Dataset entries
┌──
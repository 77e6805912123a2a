// src/exec/runner.rs

//! Main executor loop that runs pipeline tasks.

use std::sync::Arc;
use std::time::Instant;

use tokio::sync::mpsc;
use tracing::{debug, info, warn};

use crate::dag::ScheduledTask;
use crate::engine::{RuntimeEvent, TaskOutcome};
use crate::pipeline::{self, PipelineContext};

/// Spawn the background executor loop.
///
/// The returned `mpsc::Sender<ScheduledTask>` is what the runtime (or
/// `RealExecutorBackend`) uses to dispatch work. Each scheduled task runs on
/// the blocking thread pool; independent tasks in the same DAG run execute
/// concurrently.
pub fn spawn_executor(
    runtime_tx: mpsc::Sender<RuntimeEvent>,
    ctx: Arc<PipelineContext>,
) -> mpsc::Sender<ScheduledTask> {
    let (tx, mut rx) = mpsc::channel::<ScheduledTask>(32);

    tokio::spawn(async move {
        info!("executor loop started");

        while let Some(task) = rx.recv().await {
            let rt_tx = runtime_tx.clone();
            let ctx = Arc::clone(&ctx);
            tokio::spawn(async move {
                run_scheduled_task(task, rt_tx, ctx).await;
            });
        }

        info!("executor loop finished (channel closed)");
    });

    tx
}

/// Run one scheduled task to completion and report the outcome.
async fn run_scheduled_task(
    task: ScheduledTask,
    runtime_tx: mpsc::Sender<RuntimeEvent>,
    ctx: Arc<PipelineContext>,
) {
    let name = task.name.clone();
    let kind = task.kind;
    let run_id = task.run_id;

    debug!(task = %name, run_id, "starting pipeline task");
    let started = Instant::now();

    let joined = tokio::task::spawn_blocking(move || pipeline::run_task(kind, &ctx)).await;

    let outcome = match joined {
        Ok(Ok(summary)) => {
            info!(
                task = %name,
                run_id,
                elapsed_ms = started.elapsed().as_millis() as u64,
                %summary,
                "task finished"
            );
            TaskOutcome::Success
        }
        Ok(Err(err)) => {
            warn!(
                task = %name,
                run_id,
                elapsed_ms = started.elapsed().as_millis() as u64,
                error = %err,
                "task failed"
            );
            TaskOutcome::Failed(err.to_string())
        }
        Err(join_err) => {
            warn!(task = %name, run_id, error = %join_err, "task panicked");
            TaskOutcome::Failed(format!("task panicked: {join_err}"))
        }
    };

    let _ = runtime_tx
        .send(RuntimeEvent::TaskCompleted {
            task: name,
            outcome,
        })
        .await;
}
└──
→ Task requirements: Output these and nothing else: the lines from the one holding "TaskOutcome::Failed(err.to_string())" through the final line of the entries above, exactly as they appear.

→ Task result:
            TaskOutcome::Failed(err.to_string())
        }
        Err(join_err) => {
            warn!(task = %name, run_id, error = %join_err, "task panicked");
            TaskOutcome::Failed(format!("task panicked: {join_err}"))
        }
    };

    let _ = runtime_tx
        .send(RuntimeEvent::TaskCompleted {
            task: name,
            outcome,
        })
        .await;
}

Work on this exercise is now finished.